Collected data entries:
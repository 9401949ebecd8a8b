//! Room handlers.

use std::collections::BTreeMap;
use std::sync::Arc;

use axum::{extract::State, http::StatusCode, Json};
use serde::{Deserialize, Serialize};
use tracing::info;

use super::AppState;
use crate::chat::validate_room_id;
use crate::db::{RoomRepository, UserRepository};
use crate::web::error::ApiError;
use crate::web::middleware::AuthUser;

/// A room and how many sessions are in it right now.
#[derive(Debug, Serialize, Deserialize, PartialEq, Eq)]
pub struct RoomResponse {
    pub room_id: String,
    pub member_count: usize,
}

/// Room creation request.
#[derive(Debug, Serialize, Deserialize)]
pub struct CreateRoomRequest {
    pub room_id: String,
}

/// List recorded and live rooms, ordered by id.
///
/// GET /v1/rooms
///
/// Recorded rooms nobody is in are listed with a member count of 0.
pub async fn list_rooms(
    State(state): State<Arc<AppState>>,
) -> Result<Json<Vec<RoomResponse>>, ApiError> {
    let mut rooms: BTreeMap<String, usize> = RoomRepository::new(state.db.pool())
        .list()
        .await?
        .into_iter()
        .map(|record| (record.room_id, 0))
        .collect();
    for live in state.chat.registry().list_rooms().await {
        rooms.insert(live.room_id, live.member_count);
    }

    Ok(Json(
        rooms
            .into_iter()
            .map(|(room_id, member_count)| RoomResponse {
                room_id,
                member_count,
            })
            .collect(),
    ))
}

/// Record a room.
///
/// POST /v1/rooms (Basic auth)
pub async fn create_room(
    State(state): State<Arc<AppState>>,
    user: AuthUser,
    Json(req): Json<CreateRoomRequest>,
) -> Result<(StatusCode, Json<RoomResponse>), ApiError> {
    let room_id = validate_room_id(&req.room_id).map_err(|e| ApiError::bad_request(e.to_string()))?;

    let creator = UserRepository::new(state.db.pool())
        .get_by_username(&user.username)
        .await?
        .map(|u| u.id);
    if !RoomRepository::new(state.db.pool())
        .create(room_id, creator)
        .await?
    {
        return Err(ApiError::conflict(format!("room {room_id} already exists")));
    }
    info!("{} created room {}", user.username, room_id);

    let member_count = match state.chat.registry().get(room_id) {
        Some(room) => room.member_count().await,
        None => 0,
    };
    Ok((
        StatusCode::CREATED,
        Json(RoomResponse {
            room_id: room_id.to_string(),
            member_count,
        }),
    ))
}
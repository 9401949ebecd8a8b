//! HTTP API driven through the bundled client.

mod common;

use huddle::client::{ApiClient, ChatClient, ClientError};
use huddle::web::handlers::RoomResponse;
use huddle::Config;

use common::{wait_for_members, TestServer, PASSWORD};

fn api(server: &TestServer) -> ApiClient {
    ApiClient::new(&format!("http://{}", server.addr)).unwrap()
}

fn room(room_id: &str, member_count: usize) -> RoomResponse {
    RoomResponse {
        room_id: room_id.to_string(),
        member_count,
    }
}

#[tokio::test]
async fn test_register_over_http() {
    let server = TestServer::start(Config::default()).await;
    let api = api(&server);

    let account = api.register("alice", PASSWORD).await.unwrap();
    assert_eq!(account.username, "alice");

    match api.register("alice", PASSWORD).await {
        Err(ClientError::Api { status, detail }) => {
            assert_eq!(status, 400);
            assert_eq!(detail, "this username is already taken");
        }
        other => panic!("duplicate registration was not refused: {:?}", other.map(|a| a.id)),
    }
}

#[tokio::test]
async fn test_create_room_requires_valid_account() {
    let server = TestServer::start(Config::default()).await;
    server.add_user("alice").await;
    let api = api(&server);

    match api.create_room("alice", "wrong-password", "lobby").await {
        Err(ClientError::Api { status, .. }) => assert_eq!(status, 401),
        other => panic!("unexpected result {other:?}"),
    }
    assert!(api.list_rooms().await.unwrap().is_empty());
}

#[tokio::test]
async fn test_recorded_rooms_listed_before_anyone_joins() {
    let mut config = Config::default();
    config.chat.require_registered_rooms = true;
    let server = TestServer::start(config).await;
    server.add_user("alice").await;
    let api = api(&server);

    assert_eq!(
        api.create_room("alice", PASSWORD, "lobby").await.unwrap(),
        room("lobby", 0)
    );
    api.create_room("alice", PASSWORD, "attic").await.unwrap();
    assert!(matches!(
        api.create_room("alice", PASSWORD, "lobby").await,
        Err(ClientError::Api { status: 409, .. })
    ));

    assert_eq!(
        api.list_rooms().await.unwrap(),
        vec![room("attic", 0), room("lobby", 0)]
    );

    let client = ChatClient::connect(&server.ws_url(), "alice", PASSWORD, "lobby")
        .await
        .unwrap();
    assert_eq!(
        api.list_rooms().await.unwrap(),
        vec![room("attic", 0), room("lobby", 1)]
    );

    client.close().await.unwrap();
    wait_for_members(server.chat.registry(), "lobby", 0).await;
    assert_eq!(
        api.list_rooms().await.unwrap(),
        vec![room("attic", 0), room("lobby", 0)]
    );
}
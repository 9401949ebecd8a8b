//! Authentication module for Huddle.
//!
//! Password hashing, account registration and the credential verifiers
//! consulted when a chat connection authenticates.

mod password;
mod registration;
pub mod validation;
mod verifier;

pub use password::{hash_password, validate_password, verify_password, PasswordError};
pub use registration::{register, RegistrationError};
pub use validation::{validate_username, ValidationError};
pub use verifier::{AccountVerifier, DbAccountVerifier, MemoryAccounts, Verification};
//! Logging setup for Huddle.

use std::fs::{self, OpenOptions};
use std::path::Path;
use std::sync::Arc;

use tracing::Level;
use tracing_subscriber::fmt::writer::MakeWriterExt;
use tracing_subscriber::prelude::*;
use tracing_subscriber::EnvFilter;

use crate::config::LoggingConfig;
use crate::{HuddleError, Result};

/// Parse a log level name, falling back to INFO for unknown names.
fn parse_level(level: &str) -> Level {
    match level.to_lowercase().as_str() {
        "trace" => Level::TRACE,
        "debug" => Level::DEBUG,
        "info" => Level::INFO,
        "warn" | "warning" => Level::WARN,
        "error" => Level::ERROR,
        _ => Level::INFO,
    }
}

fn filter_for(level: &str) -> EnvFilter {
    EnvFilter::from_default_env().add_directive(parse_level(level).into())
}

/// Initialize logging to stdout and the configured log file.
///
/// The log file is appended to, so restarts keep earlier history.
pub fn init(config: &LoggingConfig) -> Result<()> {
    if let Some(parent) = Path::new(&config.file).parent() {
        if !parent.as_os_str().is_empty() && !parent.exists() {
            fs::create_dir_all(parent)?;
        }
    }

    let log_file = OpenOptions::new()
        .create(true)
        .append(true)
        .open(&config.file)?;
    let writer = std::io::stdout.and(Arc::new(log_file));

    tracing_subscriber::registry()
        .with(
            tracing_subscriber::fmt::layer()
                .with_writer(writer)
                .with_ansi(false)
                .with_target(true)
                .with_thread_ids(false),
        )
        .with(filter_for(&config.level))
        .try_init()
        .map_err(|e| HuddleError::Config(format!("logging already initialized: {e}")))
}

/// Initialize console-only logging.
///
/// Used when the log file cannot be opened and by the interactive client.
pub fn init_console_only(level: &str) {
    let _ = tracing_subscriber::registry()
        .with(
            tracing_subscriber::fmt::layer()
                .with_writer(std::io::stderr)
                .with_ansi(true)
                .with_target(true),
        )
        .with(filter_for(level))
        .try_init();
}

What needs to be done
Output every entry again, exactly as given.

Finished task
repository 9401949ebecd8a8b
//! Room handlers.

use std::collections::BTreeMap;
use std::sync::Arc;

use axum::{extract::State, http::StatusCode, Json};
use serde::{Deserialize, Serialize};
use tracing::info;

use super::AppState;
use crate::chat::validate_room_id;
use crate::db::{RoomRepository, UserRepository};
use crate::web::error::ApiError;
use crate::web::middleware::AuthUser;

/// A room and how many sessions are in it right now.
#[derive(Debug, Serialize, Deserialize, PartialEq, Eq)]
pub struct RoomResponse {
    pub room_id: String,
    pub member_count: usize,
}

/// Room creation request.
#[derive(Debug, Serialize, Deserialize)]
pub struct CreateRoomRequest {
    pub room_id: String,
}

/// List recorded and live rooms, ordered by id.
///
/// GET /v1/rooms
///
/// Recorded rooms nobody is in are listed with a member count of 0.
pub async fn list_rooms(
    State(state): State<Arc<AppState>>,
) -> Result<Json<Vec<RoomResponse>>, ApiError> {
    let mut rooms: BTreeMap<String, usize> = RoomRepository::new(state.db.pool())
        .list()
        .await?
        .into_iter()
        .map(|record| (record.room_id, 0))
        .collect();
    for live in state.chat.registry().list_rooms().await {
        rooms.insert(live.room_id, live.member_count);
    }

    Ok(Json(
        rooms
            .into_iter()
            .map(|(room_id, member_count)| RoomResponse {
                room_id,
                member_count,
            })
            .collect(),
    ))
}

/// Record a room.
///
/// POST /v1/rooms (Basic auth)
pub async fn create_room(
    State(state): State<Arc<AppState>>,
    user: AuthUser,
    Json(req): Json<CreateRoomRequest>,
) -> Result<(StatusCode, Json<RoomResponse>), ApiError> {
    let room_id = validate_room_id(&req.room_id).map_err(|e| ApiError::bad_request(e.to_string()))?;

    let creator = UserRepository::new(state.db.pool())
        .get_by_username(&user.username)
        .await?
        .map(|u| u.id);
    if !RoomRepository::new(state.db.pool())
        .create(room_id, creator)
        .await?
    {
        return Err(ApiError::conflict(format!("room {room_id} already exists")));
    }
    info!("{} created room {}", user.username, room_id);

    let member_count = match state.chat.registry().get(room_id) {
        Some(room) => room.member_count().await,
        None => 0,
    };
    Ok((
        StatusCode::CREATED,
        Json(RoomResponse {
            room_id: room_id.to_string(),
            member_count,
        }),
    ))
}
repository 9401949ebecd8a8b
//! HTTP API driven through the bundled client.

mod common;

use huddle::client::{ApiClient, ChatClient, ClientError};
use huddle::web::handlers::RoomResponse;
use huddle::Config;

use common::{wait_for_members, TestServer, PASSWORD};

fn api(server: &TestServer) -> ApiClient {
    ApiClient::new(&format!("http://{}", server.addr)).unwrap()
}

fn room(room_id: &str, member_count: usize) -> RoomResponse {
    RoomResponse {
        room_id: room_id.to_string(),
        member_count,
    }
}

#[tokio::test]
async fn test_register_over_http() {
    let server = TestServer::start(Config::default()).await;
    let api = api(&server);

    let account = api.register("alice", PASSWORD).await.unwrap();
    assert_eq!(account.username, "alice");

    match api.register("alice", PASSWORD).await {
        Err(ClientError::Api { status, detail }) => {
            assert_eq!(status, 400);
            assert_eq!(detail, "this username is already taken");
        }
        other => panic!("duplicate registration was not refused: {:?}", other.map(|a| a.id)),
    }
}

#[tokio::test]
async fn test_create_room_requires_valid_account() {
    let server = TestServer::start(Config::default()).await;
    server.add_user("alice").await;
    let api = api(&server);

    match api.create_room("alice", "wrong-password", "lobby").await {
        Err(ClientError::Api { status, .. }) => assert_eq!(status, 401),
        other => panic!("unexpected result {other:?}"),
    }
    assert!(api.list_rooms().await.unwrap().is_empty());
}

#[tokio::test]
async fn test_recorded_rooms_listed_before_anyone_joins() {
    let mut config = Config::default();
    config.chat.require_registered_rooms = true;
    let server = TestServer::start(config).await;
    server.add_user("alice").await;
    let api = api(&server);

    assert_eq!(
        api.create_room("alice", PASSWORD, "lobby").await.unwrap(),
        room("lobby", 0)
    );
    api.create_room("alice", PASSWORD, "attic").await.unwrap();
    assert!(matches!(
        api.create_room("alice", PASSWORD, "lobby").await,
        Err(ClientError::Api { status: 409, .. })
    ));

    assert_eq!(
        api.list_rooms().await.unwrap(),
        vec![room("attic", 0), room("lobby", 0)]
    );

    let client = ChatClient::connect(&server.ws_url(), "alice", PASSWORD, "lobby")
        .await
        .unwrap();
    assert_eq!(
        api.list_rooms().await.unwrap(),
        vec![room("attic", 0), room("lobby", 1)]
    );

    client.close().await.unwrap();
    wait_for_members(server.chat.registry(), "lobby", 0).await;
    assert_eq!(
        api.list_rooms().await.unwrap(),
        vec![room("attic", 0), room("lobby", 0)]
    );
}
repository 9401949ebecd8a8b
//! Authentication module for Huddle.
//!
//! Password hashing, account registration and the credential verifiers
//! consulted when a chat connection authenticates.

mod password;
mod registration;
pub mod validation;
mod verifier;

pub use password::{hash_password, validate_password, verify_password, PasswordError};
pub use registration::{register, RegistrationError};
pub use validation::{validate_username, ValidationError};
pub use verifier::{AccountVerifier, DbAccountVerifier, MemoryAccounts, Verification};
//! Logging setup for Huddle.

use std::fs::{self, OpenOptions};
use std::path::Path;
use std::sync::Arc;

use tracing::Level;
use tracing_subscriber::fmt::writer::MakeWriterExt;
use tracing_subscriber::prelude::*;
use tracing_subscriber::EnvFilter;

use crate::config::LoggingConfig;
use crate::{HuddleError, Result};

/// Parse a log level name, falling back to INFO for unknown names.
fn parse_level(level: &str) -> Level {
    match level.to_lowercase().as_str() {
        "trace" => Level::TRACE,
        "debug" => Level::DEBUG,
        "info" => Level::INFO,
        "warn" | "warning" => Level::WARN,
        "error" => Level::ERROR,
        _ => Level::INFO,
    }
}

fn filter_for(level: &str) -> EnvFilter {
    EnvFilter::from_default_env().add_directive(parse_level(level).into())
}

/// Initialize logging to stdout and the configured log file.
///
/// The log file is appended to, so restarts keep earlier history.
pub fn init(config: &LoggingConfig) -> Result<()> {
    if let Some(parent) = Path::new(&config.file).parent() {
        if !parent.as_os_str().is_empty() && !parent.exists() {
            fs::create_dir_all(parent)?;
        }
    }

    let log_file = OpenOptions::new()
        .create(true)
        .append(true)
        .open(&config.file)?;
    let writer = std::io::stdout.and(Arc::new(log_file));

    tracing_subscriber::registry()
        .with(
            tracing_subscriber::fmt::layer()
                .with_writer(writer)
                .with_ansi(false)
                .with_target(true)
                .with_thread_ids(false),
        )
        .with(filter_for(&config.level))
        .try_init()
        .map_err(|e| HuddleError::Config(format!("logging already initialized: {e}")))
}

/// Initialize console-only logging.
///
/// Used when the log file cannot be opened and by the interactive client.
pub fn init_console_only(level: &str) {
    let _ = tracing_subscriber::registry()
        .with(
            tracing_subscriber::fmt::layer()
                .with_writer(std::io::stderr)
                .with_ansi(true)
                .with_target(true),
        )
        .with(filter_for(level))
        .try_init();
}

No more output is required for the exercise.